In 2018, more than 40 years after leaving Chicago for the suburbs, McDonald’s moved its headquarters to Chicago’s West Loop. The company is clear about the reason: access to a greater pool of talent.
In recent years, the human resources department noted that most job applicants lived in Oakbrook, and McDonald’s was not attracting the broader labor pool who live in the city and would not consider commuting to the suburbs. Previous efforts to run a shuttle bus from the Metra station in Elmhurst to the office campus were not enough to entice reverse commutes. Retention was also a problem as it was difficult to retain lower-wage workers whose commutes required two buses. Therefore, the company decided the solution was to relocate to a central, transit-accessible location.
McDonald’s new location in the West Loop is two blocks from the Morgan Green Line CTA station. It is ¾ of a mile (a 15 minute walk or six minute bike ride) from Ogilvie Metra and just under a mile to Union Station where Metra south and west side lines and Amtrak operate. McDonald’s runs its own fleet of shuttle buses from four Metra train stations in downtown Chicago to supplement the CTA fixed route transit system. Shuttles operate every five to seven minutes during rush hour periods so that employees can be in the office within 15 minutes of train arrival. Employees can also walk and ride Divvy bikeshare for the last mile from Metra stations.

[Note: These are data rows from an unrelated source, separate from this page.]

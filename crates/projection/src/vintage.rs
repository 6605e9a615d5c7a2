#![forbid(unsafe_code)]

use inventory::{
    EmissionInventory, GroupMapping, Inventory, Pollutant, Totals, Year, aggregate,
    group_categories,
};

/// One year of the pipeline: the inventory, its reconciled group mapping and
/// the totals derived from both.
#[derive(Debug, Clone)]
pub struct Vintage {
    pub inventory: Inventory,
    pub mapping: GroupMapping,
    /// Totals per category.
    pub totals: Totals,
    /// Totals per group.
    pub grouped: Totals,
}

impl Vintage {
    pub fn summarize(
        inventory: Inventory,
        mapping: GroupMapping,
        pollutant: &Pollutant,
    ) -> Result<Self, inventory::Error> {
        let totals = aggregate(&inventory, pollutant);
        let grouped = aggregate(&group_categories(&inventory, &mapping)?, pollutant);
        Ok(Self {
            inventory,
            mapping,
            totals,
            grouped,
        })
    }

    pub fn year(&self) -> Year {
        self.inventory.year()
    }
}
//! Emission inventories and the arithmetic performed on them: category
//! regrouping, per-pollutant totals, linear trend extrapolation and scaling.

mod category;
mod error;
pub mod groups;
pub mod io;
mod inventory;
pub mod scale;
pub mod totals;
pub mod trend;

pub use category::{Category, Pollutant, Year};
pub use error::Error;
pub use groups::{GroupMapping, VintageChanges, group_categories};
pub use inventory::{EmissionInventory, EmissionRecord, Inventory};
pub use io::{CsvInventoryLoader, InventoryLoader, write_csv};
pub use scale::{ScalingFactors, scale_inventory};
pub use totals::{TOTAL_KEY, Totals, aggregate};
pub use trend::{Correction, Extrapolation, LinearTrend, TONNES_PER_KILOTONNE, TrendTable};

With the previous location quite inaccessible by transit, the vast majority of employees had been used to driving to work. The transition to mostly transit commutes required a major program of education and support. McDonald’s has been heavily promoting pretax transit benefits and is paying for the first year of transit fares to facilitate the transition. Prior to the move, McDonald’s gave employees free tickets to a neighborhood street festival and encouraged them to try the commute on Metra on a weekend, to get used to riding Metra during a quiet period.
McDonald’s planned only 295 parking spaces in its new building for its 2,500 employees and employees must pay to park. Before the move, employees were encouraged to drive downtown at rush hour one day to experience the commute by car. While before the move only one third of employees planned to ride transit to work, now more than 90 percent of workers arrive via non-auto modes, mostly Metra and CTA.
Just in the first two months of being in its new location, McDonald’s is attracting larger numbers of higher-quality job applicants, given the location is accessible to a larger labor pool. McDonald’s notes that the move wasn’t only an address change, it was also a culture change.